2017-09-08 Thread hw

Valeri Galtsev wrote:


On Fri, September 8, 2017 9:48 am, hw wrote:

m.r...@5-cent.us wrote:

hw wrote:

Mark Haney wrote:



BTRFS isn't going to impact I/O any more significantly than, say, XFS.


But mdadm does, the impact is severe.  I know there are ppl saying
otherwise, but I´ve seen the impact myself, and I definitely don´t
want
it on that particular server because it would likely interfere with
other services.


I haven't really been following this thread, but if your requirements
are
that heavy, you're past the point that you need to spring some money and
buy hardware RAID cards, like LSI, er, Avago, I mean, who's bought them
more recently?


Heavy requirements are not required for the impact of md-RAID to be
noticeable.

Hardware RAID is already in place, but the SSDs are "extra" and, as I
said,
not suited to be used with hardware RAID.

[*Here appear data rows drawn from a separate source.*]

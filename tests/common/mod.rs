// Shared test doubles for the remote job system.

#![allow(dead_code)]

use async_trait::async_trait;
use std::collections::VecDeque;
use std::sync::atomic::AtomicU32;
use std::sync::atomic::Ordering;
use std::sync::Mutex;
use vox_relay::{JobStatus, PollConfig, ProviderError, RawUtterance, TranscriptionBackend};

pub fn fast_poll(max_attempts: u32) -> PollConfig {
    PollConfig {
        interval_secs: 0,
        max_attempts,
    }
}

pub fn utterance(text: &str, speaker: &str, start: u64, end: u64) -> RawUtterance {
    RawUtterance {
        text: text.to_string(),
        speaker: speaker.to_string(),
        start,
        end,
    }
}

/// Backend that replays a scripted status sequence. The last status repeats
/// if polling outlives the script.
pub struct ScriptedBackend {
    pub reject_submit: bool,
    statuses: Mutex<VecDeque<JobStatus>>,
    pub utterances: Vec<RawUtterance>,
    pub status_calls: AtomicU32,
}

impl ScriptedBackend {
    pub fn new(statuses: Vec<JobStatus>, utterances: Vec<RawUtterance>) -> Self {
        Self {
            reject_submit: false,
            statuses: Mutex::new(statuses.into()),
            utterances,
            status_calls: AtomicU32::new(0),
        }
    }

    pub fn rejecting() -> Self {
        let mut backend = Self::new(Vec::new(), Vec::new());
        backend.reject_submit = true;
        backend
    }
}

#[async_trait]
impl TranscriptionBackend for ScriptedBackend {
    async fn submit(&self, _audio: &[u8]) -> Result<String, ProviderError> {
        if self.reject_submit {
            return Err(ProviderError::Rejected("upload returned 400".to_string()));
        }
        Ok("job-1".to_string())
    }

    async fn status(&self, _job_id: &str) -> Result<JobStatus, ProviderError> {
        self.status_calls.fetch_add(1, Ordering::SeqCst);
        let mut statuses = self.statuses.lock().unwrap();
        let status = if statuses.len() > 1 {
            statuses.pop_front().unwrap()
        } else {
            statuses.front().cloned().expect("script exhausted")
        };
        Ok(status)
    }

    async fn utterances(&self, _job_id: &str) -> Result<Vec<RawUtterance>, ProviderError> {
        Ok(self.utterances.clone())
    }
}
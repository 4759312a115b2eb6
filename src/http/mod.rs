//! HTTP surface of the relay:
//! - GET /ws - WebSocket upgrade; one audio frame in, one connection ID out
//! - GET /transcription/:id - Fetch a finished transcript
//! - GET /health - Health check

mod handlers;
mod routes;
mod state;

pub use routes::create_router;
pub use state::AppState;
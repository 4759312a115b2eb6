use super::{JobStatus, ProviderError, TranscriptionBackend};
use serde::Deserialize;
use std::time::Duration;
use tracing::info;

/// Polling cadence and bound for one remote job.
#[derive(Debug, Clone, Deserialize)]
pub struct PollConfig {
    /// Seconds between status checks
    pub interval_secs: u64,

    /// Give up after this many checks (~10 minutes at the default cadence)
    pub max_attempts: u32,
}

impl Default for PollConfig {
    fn default() -> Self {
        Self {
            interval_secs: 3,
            max_attempts: 200,
        }
    }
}

impl PollConfig {
    pub fn interval(&self) -> Duration {
        Duration::from_secs(self.interval_secs)
    }
}

/// Poll a submitted job at a fixed interval until it reaches a terminal
/// state.
///
/// `completed` resolves the wait; `error` fails with the provider's detail
/// string; anything else (queued, processing, unknown labels) keeps polling.
/// Jobs that are still in flight after `max_attempts` checks fail with
/// [`ProviderError::Timeout`] so a stuck job cannot pin its session task
/// forever. The sleep suspends only the owning task.
pub async fn wait_until_completed(
    backend: &dyn TranscriptionBackend,
    job_id: &str,
    config: &PollConfig,
) -> Result<(), ProviderError> {
    for attempt in 1..=config.max_attempts {
        let status = backend.status(job_id).await?;

        info!(job_id, attempt, status = status.label(), "Transcript polling status");

        match status {
            JobStatus::Completed => return Ok(()),
            JobStatus::Error(detail) => return Err(ProviderError::TranscriptionFailed(detail)),
            JobStatus::Queued | JobStatus::Processing | JobStatus::Other(_) => {
                tokio::time::sleep(config.interval()).await;
            }
        }
    }

    Err(ProviderError::Timeout {
        attempts: config.max_attempts,
    })
}
use crate::transcript::Segment;
use std::collections::HashMap;
use std::sync::Arc;
use tokio::sync::RwLock;

/// Concurrent map from connection ID to a finished transcript.
///
/// Records are inserted exactly once per session, after normalization, and
/// never updated or removed. Writers take the lock exclusively so a reader
/// either sees a complete record or nothing; readers proceed concurrently
/// with each other. The store is owned by whoever builds the app state and
/// handed to both the session task and the retrieval handler (no process-wide
/// singleton).
#[derive(Clone, Default)]
pub struct TranscriptStore {
    inner: Arc<RwLock<HashMap<String, Arc<Vec<Segment>>>>>,
}

impl TranscriptStore {
    pub fn new() -> Self {
        Self::default()
    }

    /// Insert a finished transcript under a fresh connection ID.
    ///
    /// IDs are freshly generated UUIDs, so a key is never written twice.
    pub async fn put(&self, id: String, segments: Vec<Segment>) {
        let mut map = self.inner.write().await;
        map.insert(id, Arc::new(segments));
    }

    /// Look up a transcript. `None` covers unknown IDs, sessions still
    /// polling, and sessions that aborted — callers cannot tell these apart
    /// and are expected to retry.
    pub async fn get(&self, id: &str) -> Option<Arc<Vec<Segment>>> {
        let map = self.inner.read().await;
        map.get(id).cloned()
    }

    /// Number of stored transcripts.
    pub async fn len(&self) -> usize {
        let map = self.inner.read().await;
        map.len()
    }

    pub async fn is_empty(&self) -> bool {
        self.len().await == 0
    }
}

Could someone, please, elaborate on the statement that "SSDs are not
suitable for hardware RAID".


When you search for it, you´ll find that besides wearing out undesirably
fast --- which apparently can be contributed mostly to less overcommitment
of the drive --- you may also experience degraded performance over time
which can be worse than you would get with spinning disks, or at least not
much better.

Add to that the firmware being designed for an entirely different application
and having bugs, and your experiences with surprisingly incompatible hardware,
and you can imagine that using an SSD not designed for hardware RAID
applications with hardware RAID is a bad idea.  There is a difference like
night and day between "consumer hardware" and hardware you can actually use,
and that is not only the price you pay for it.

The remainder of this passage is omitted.